La historia de la humanidad es la historia del desarrollo del logocentrismo.

4
El logos es el pensamiento mismo del sujeto originario y creador, es su producto,
y se presenta a través de la voz. La voz sería, para la metafísica tradicional, el medio
inmediato que se vincula de forma natural con la conciencia; es el modo de manifestarse
del logos. Así, el logos cobra importancia únicamente cuando está ligado a la presencia,
cuando tiene un sujeto detrás que está en condiciones de responder por él al instante. El
hablante se oye hablar, y habla a otro (o a sí mismo) que está también presente:
El logos es un hijo, pues, y que se destruiría sin la presencia, sin la asistencia presente de su
padre. De su padre que responde. Por él y de él. Sin su padre no es ya, justamente, más que una
escritura. Es al menos lo que dice el que dice, es la tesis del padre. La especificidad de la
escritura estaría relacionada, pues, con la ausencia del padre (Derrida, 2007:113).

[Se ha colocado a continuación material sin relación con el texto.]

use crate::{
    error::{SimError, SimResult},
    event::EventLogEntry,
    snapshot::{event_entries, verified},
    types::Tick,
    world::WorldState,
};
use rusqlite::{params, Connection, OptionalExtension};

// ── Snapshot chain ─────────────────────────────────────────

pub(super) fn latest_tick(conn: &Connection, game_id: &str) -> SimResult<Option<Tick>> {
    let tick: Option<i64> = conn.query_row(
        "SELECT MAX(tick) FROM world_state WHERE game_id = ?1",
        params![game_id],
        |row| row.get(0),
    )?;
    Ok(tick.map(|t| t as Tick))
}

/// (tick, content_hash) of every stored snapshot, genesis first.
pub(super) fn chain_heads(conn: &Connection, game_id: &str) -> SimResult<Vec<(Tick, String)>> {
    let mut stmt = conn.prepare(
        "SELECT tick, content_hash FROM world_state WHERE game_id = ?1 ORDER BY tick ASC",
    )?;
    let heads = stmt
        .query_map(params![game_id], |row| {
            Ok((row.get::<_, i64>(0)? as Tick, row.get::<_, String>(1)?))
        })?
        .collect::<Result<Vec<_>, _>>()?;
    Ok(heads)
}

/// Insert a sealed state and its events. Caller owns the transaction.
pub(super) fn insert_state(conn: &Connection, state: &WorldState) -> SimResult<()> {
    conn.execute(
        "INSERT INTO world_state (game_id, tick, content_hash, state_json)
         VALUES (?1, ?2, ?3, ?4)",
        params![
            state.game_id,
            state.tick as i64,
            state.content_hash,
            serde_json::to_string(state)?,
        ],
    )?;
    let mut stmt = conn.prepare_cached(
        "INSERT INTO event_log (game_id, tick, seq, source, event_type, payload)
         VALUES (?1, ?2, ?3, ?4, ?5, ?6)",
    )?;
    for entry in event_entries(state)? {
        stmt.execute(params![
            entry.game_id,
            entry.tick as i64,
            entry.seq,
            entry.source,
            entry.event_type,
            entry.payload,
        ])?;
    }
    Ok(())
}

/// Read the state at `tick`, or the latest one when `tick` is `None`.
/// The stored hash column, the embedded hash and the recomputed hash must
/// all agree.
pub(super) fn read_state(
    conn: &Connection,
    game_id: &str,
    tick: Option<Tick>,
) -> SimResult<Option<WorldState>> {
    let row: Option<(i64, String, String)> = match tick {
        Some(tick) => conn
            .query_row(
                "SELECT tick, content_hash, state_json FROM world_state
                 WHERE game_id = ?1 AND tick = ?2",
                params![game_id, tick as i64],
                |row| Ok((row.get(0)?, row.get(1)?, row.get(2)?)),
            )
            .optional()?,
        None => conn
            .query_row(
                "SELECT tick, content_hash, state_json FROM world_state
                 WHERE game_id = ?1 ORDER BY tick DESC LIMIT 1",
                params![game_id],
                |row| Ok((row.get(0)?, row.get(1)?, row.get(2)?)),
            )
            .optional()?,
    };
    let Some((tick, hash, json)) = row else {
        return Ok(None);
    };
    let state: WorldState = serde_json::from_str(&json)?;
    if state.content_hash != hash || state.tick != tick as Tick {
        log::error!("snapshot {game_id}@{tick} does not match its row");
        return Err(SimError::IntegrityViolation {
            game_id: game_id.to_string(),
            tick: tick as Tick,
        });
    }
    verified(state).map(Some)
}

// ── Event log ──────────────────────────────────────────────

pub(super) fn events_for_tick(
    conn: &Connection,
    game_id: &str,
    tick: Tick,
) -> SimResult<Vec<EventLogEntry>> {
    let mut stmt = conn.prepare(
        "SELECT id, game_id, tick, seq, source, event_type, payload
         FROM event_log WHERE game_id = ?1 AND tick = ?2
         ORDER BY seq ASC",
    )?;
    let entries = stmt
        .query_map(params![game_id, tick as i64], |row| {
            Ok(EventLogEntry {
                id: Some(row.get(0)?),
                game_id: row.get(1)?,
                tick: row.get::<_, i64>(2)? as u64,
                seq: row.get(3)?,
                source: row.get(4)?,
                event_type: row.get(5)?,
                payload: row.get(6)?,
            })
        })?
        .collect::<Result<Vec<_>, _>>()?;
    Ok(entries)
}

El logocentrismo, la metafísica de la presencia, es, pues, fonocéntrica. La voz mantiene


con el pensamiento una afinidad natural, interna y viva. En contraste, la escritura es un
logos que no es logos siquiera, porque es artificial, porque resulta ajena a la presencia
activa de un sujeto viviente.

Se hace visible, así, el sistema de oposiciones que asienta, a juicio de Derrida,


toda la metafísica tradicional. Este sistema jerárquico y desigual queda recogido muy
especialmente en la relación habla/escritura. Dicha oposición integra de igual modo las
relaciones presencia/ausencia, natural/artificial, dentro/fuera, vida/muerte y todos los
pares de opuestos que organizan nuestra configuración de la realidad. Por consiguiente,
trabajar en la remodelación de las tensiones entre habla y escritura implicará una
reformulación de la filosofía entera.

En la obra De la gramatología Derrida hace un repaso de algunos hitos


señalados de nuestra tradición filosófíca, para señalar el rechazo de la escritura a lo
largo de la historia, poniendo como especial foco de atención el desarrollo de la
lingüística moderna, cuyo máximo exponente es Ferdinand de Saussure. El grueso de
esta crítica se encuentra en el segundo capítulo de dicha obra, «Lingüística y
gramatología», donde señala que la ciencia del lenguaje nace en el seno del
logocentrismo, y que es esta ciencia y los supuestos metafísicos que subyacen en ella
los que han imposibilitado la aparición de una auténtica ciencia de la escritura.

5
Saussure y la metafísica
Saussure no es un filósofo. Sus innovaciones en el campo de la lingüística no aspiran a
tomar una posición acerca de la explicación de la realidad y, sin embargo, resulta de
gran interés a Derrida por diversas razones que están muy próximas a la filosofía. En
primer lugar, el punto central de todo el planteamiento de Saussure, que es la noción de
signo, refleja una estructura que está comprometida con la metafísica tradicional. El
habla ocupa un lugar nuclear en el estudio del lenguaje y, de forma consecuente con
esto, la escritura se comprende sólo parcialmente, quedando restringida a un tipo muy
específico: la escritura fonético-alfabética. En la primera parte de este apartado
mostraremos el soporte metafísico que guarda la teoría lingüística de Saussure,
especialmente a través de lo expresado por Derrida en De la gramatología.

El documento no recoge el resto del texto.